After this, we went into the interior of the courthouse and waited in a congested hallway some floors up; leaning against the wall and sweltering in the close heat. We gradually worked our way up the line of people leading to a door that was constantly opening and closing. The closer we got, the more frequently I could feel a wonderful draft of cool air when the door opened. Eventually we were ushered inside to what was a bare and fairly small room with perhaps 10 people in it. There were several men seated behind a flat trestle table. One of these asked the officer with me some questions in Arabic, to which he responded with very short answers.

Some papers were put in front of me and I was asked in broken English if I understood that I was being charged with speeding, endangerment of persons and destruction of public property. It was only at that point that I realized I was actually before judges in a court of law. He said I was guilty and would have to pay a fine to repair the two tower stanchions the Daewoo had crashed into. I thought back to the scene and recalled only seeing some fist-sized chunks of concrete that had come off the concrete stanchions. A subsequent visit there a few days later proved this out. However, in that courtroom I had no representation, did not understand Arabic, had a judge whose English was marginal, a police officer who was aggressive in pushing his religion on me, a bad headache from being pretty shaken up and never having received medical attention, and almost no sleep in 48 hours. How could I plead not guilty? I felt in my heart that we were not travelling more than 100-110 KPH, but how could I argue with the judge when I had already said I'd fallen asleep at the wheel? He felt entirely justified in telling me I *had* been speeding when he knew I could not say otherwise with any certainty - and yet he felt a certainty himself of my guilt when he had not even been to the scene or even heard of me before ten minutes previous to my entrance to that court. A kangaroo court indeed.

I paid a US$50 fine. All I had were traveller's cheques and so we were required to leave the building, cash a cheque and return to pay the fine; which we did.
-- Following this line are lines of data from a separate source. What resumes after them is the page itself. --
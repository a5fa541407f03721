// Copyright 2020 Alex Dukhno
//
// Licensed under the Apache License, Version 2.0 (the "License");
// you may not use this file except in compliance with the License.
// You may obtain a copy of the License at
//
//     http://www.apache.org/licenses/LICENSE-2.0
//
// Unless required by applicable law or agreed to in writing, software
// distributed under the License is distributed on an "AS IS" BASIS,
// WITHOUT WARRANTIES OR CONDITIONS OF ANY KIND, either express or implied.
// See the License for the specific language governing permissions and
// limitations under the License.

//! The catalog's schema types (§3.1): `Table`, `ShardKind`, `ShardDescriptor`
//! and `IndexDescriptor`.

use pshard_ast::CreateTable;
use pshard_encoding::ColumnType;

#[derive(Debug, Clone, PartialEq, serde::Serialize, serde::Deserialize)]
pub struct ColumnDefinition {
    pub name: String,
    pub column_type: ColumnType,
    pub nullable: bool,
}

/// A registered data-subject kind: a table whose rows each head a shard.
#[derive(Debug, Clone, PartialEq, serde::Serialize, serde::Deserialize)]
pub struct ShardKind {
    pub name: String,
    pub pk_column: String,
    pub pk_column_index: usize,
}

/// A index the engine maintains to resolve ownership without knowing the
/// shard up front. `Simple` is a pk-keyed index on a table that is itself
/// a step in some ownership chain; `Joined` composes a simple index on this
/// table's FK column with an upstream index already in the registry, so a
/// multi-hop TRANSITIVE chain never duplicates the base index.
#[derive(Debug, Clone, PartialEq, serde::Serialize, serde::Deserialize)]
pub enum IndexVariant {
    Simple { table: String, column: String },
    Joined { table: String, column: String, joined_index: String },
}

#[derive(Debug, Clone, PartialEq, serde::Serialize, serde::Deserialize)]
pub struct IndexDescriptor {
    pub name: String,
    pub variant: IndexVariant,
}

/// One way a table's rows are owned or accessed (§3.1, §4.4).
#[derive(Debug, Clone, PartialEq, serde::Serialize, serde::Deserialize)]
pub enum ShardDescriptor {
    /// The table holds the subject id itself — `kind == subject table name`
    /// both for the self-direct case (a data-subject table's own rows) and
    /// for a table one hop from it.
    Direct { column: String, column_index: usize, kind: String },
    /// Ownership is resolved by looking up `column`'s value (a FK to some
    /// table `next_table`) in `index`, which maps `next_table`'s pk to the
    /// shard(s) it lives in. `via_variable` records whether that lookup is
    /// allowed to come back empty (when the upstream link is itself a
    /// not-yet-associated VARIABLE one) rather than failing as a dangling FK.
    Transitive {
        column: String,
        column_index: usize,
        kind: String,
        next_table: String,
        next_column: String,
        index: String,
        via_variable: bool,
    },
    /// Ownership was retroactively granted by another table's `OWNS`
    /// annotation: `origin_table.origin_column` points back at this table's
    /// pk, and `index` (on `origin_table`) is scanned to find association
    /// rows whose shard determines this row's shard.
    Variable {
        column: String,
        column_index: usize,
        kind: String,
        origin_table: String,
        origin_column: String,
        index: String,
    },
}

impl ShardDescriptor {
    pub fn kind(&self) -> &str {
        match self {
            ShardDescriptor::Direct { kind, .. }
            | ShardDescriptor::Transitive { kind, .. }
            | ShardDescriptor::Variable { kind, .. } => kind,
        }
    }

    pub fn column_index(&self) -> usize {
        match self {
            ShardDescriptor::Direct { column_index, .. }
            | ShardDescriptor::Transitive { column_index, .. }
            | ShardDescriptor::Variable { column_index, .. } => *column_index,
        }
    }

    pub fn index_name(&self) -> Option<&str> {
        match self {
            ShardDescriptor::Direct { .. } => None,
            ShardDescriptor::Transitive { index, .. } | ShardDescriptor::Variable { index, .. } => Some(index),
        }
    }

    fn is_self_direct(&self, table_name: &str) -> bool {
        matches!(self, ShardDescriptor::Direct { kind, .. } if kind == table_name)
    }
}

#[derive(Debug, Clone, serde::Serialize, serde::Deserialize)]
pub struct Table {
    pub name: String,
    pub columns: Vec<ColumnDefinition>,
    pub primary_key_index: usize,
    pub owners: Vec<ShardDescriptor>,
    pub accessors: Vec<ShardDescriptor>,
    /// Tables whose ownership must be recomputed when a row is inserted
    /// into or deleted from this table (§4.4, §4.5's belated association).
    pub dependents: Vec<String>,
    pub create_statement: CreateTable,
}

impl Table {
    pub fn column_index(&self, name: &str) -> Option<usize> {
        self.columns.iter().position(|c| c.name == name)
    }

    pub fn column(&self, index: usize) -> &ColumnDefinition {
        &self.columns[index]
    }

    pub fn primary_key_column(&self) -> &ColumnDefinition {
        &self.columns[self.primary_key_index]
    }

    /// `true` when `way` represents "this table's own pk is the subject" —
    /// the base case `OWNER`/`ACCESSOR` derivation stops recursing on.
    pub fn is_self_direct(way: &ShardDescriptor, table_name: &str) -> bool {
        way.is_self_direct(table_name)
    }
}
The officer then drove me back to the American Research Centre, where I collapsed into bed and slept for almost 2 days.

The end of this tale was that on notification of the accident, Wilfred Laurier University's lawyers had decided that, at the dig director's discretion, I should be charged on return to Canada with a similar set of accusations as the Jordanian court and further that I be saddled with repayment in full for the totalled car. I suppose there must have been some rider on the Jordanian insurance that precluded coverage should an accident occur while the driver had fallen asleep. I am indebted to the dig director for not taking advantage of this option open to her.
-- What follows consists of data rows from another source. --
// Copyright 2020 Alex Dukhno
//
// Licensed under the Apache License, Version 2.0 (the "License");
// you may not use this file except in compliance with the License.
// You may obtain a copy of the License at
//
//     http://www.apache.org/licenses/LICENSE-2.0
//
// Unless required by applicable law or agreed to in writing, software
// distributed under the License is distributed on an "AS IS" BASIS,
// WITHOUT WARRANTIES OR CONDITIONS OF ANY KIND, either express or implied.
// See the License for the specific language governing permissions and
// limitations under the License.

//! Shared error type for every crate in the sharding engine.

use std::fmt::{self, Display, Formatter};

pub type Result<T> = std::result::Result<T, Error>;

/// The four error kinds from the failure semantics design (§7).
#[derive(Debug, PartialEq, Eq, Clone)]
pub enum Error {
    /// User/SQL errors: malformed statement, unsupported construct, bad FK target.
    InvalidArgument(String),
    /// Catalog violations: annotation rules, cycle detection, owner-null, dangling FK.
    FailedPrecondition(String),
    /// Missing table, shard, row or index.
    NotFound(String),
    /// KV backend failure or an engine invariant broken.
    Internal(String),
}

impl Error {
    pub fn invalid_argument(message: impl Into<String>) -> Error {
        Error::InvalidArgument(message.into())
    }

    pub fn failed_precondition(message: impl Into<String>) -> Error {
        Error::FailedPrecondition(message.into())
    }

    pub fn not_found(message: impl Into<String>) -> Error {
        Error::NotFound(message.into())
    }

    pub fn internal(message: impl Into<String>) -> Error {
        Error::Internal(message.into())
    }

    pub fn message(&self) -> &str {
        match self {
            Error::InvalidArgument(m) | Error::FailedPrecondition(m) | Error::NotFound(m) | Error::Internal(m) => m,
        }
    }
}

impl Display for Error {
    fn fmt(&self, f: &mut Formatter<'_>) -> fmt::Result {
        match self {
            Error::InvalidArgument(m) => write!(f, "invalid argument: {}", m),
            Error::FailedPrecondition(m) => write!(f, "failed precondition: {}", m),
            Error::NotFound(m) => write!(f, "not found: {}", m),
            Error::Internal(m) => write!(f, "internal error: {}", m),
        }
    }
}

impl std::error::Error for Error {}

impl From<std::io::Error> for Error {
    fn from(error: std::io::Error) -> Error {
        Error::Internal(format!("io error: {}", error))
    }
}

#[cfg(test)]
mod tests {
    use super::*;

    #[test]
    fn formats_each_kind_with_its_message() {
        assert_eq!(Error::invalid_argument("bad").to_string(), "invalid argument: bad");
        assert_eq!(
            Error::failed_precondition("nope").to_string(),
            "failed precondition: nope"
        );
        assert_eq!(Error::not_found("gone").to_string(), "not found: gone");
        assert_eq!(Error::internal("boom").to_string(), "internal error: boom");
    }
}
I went back to Jordan the following year to be photographer at the same dig. I was not asked to drive anywhere, and mostly enjoyed the season. I had a darkroom assistant that year and this took a load off me as I could then concentrate on shooting the whole time, instead of also developing film and making prints in the cramped darkroom at the British Institute. One interesting thing: on return to 'Amman that second season, I entered the country via the airport, and the immigration officer stopped when I handed him my passport. On swiping it through a device, it had called up some information on me and he swivelled his monitor for me to see as he handed back my passport. I saw a bright red line underscoring my name and then some sentences in Arabic.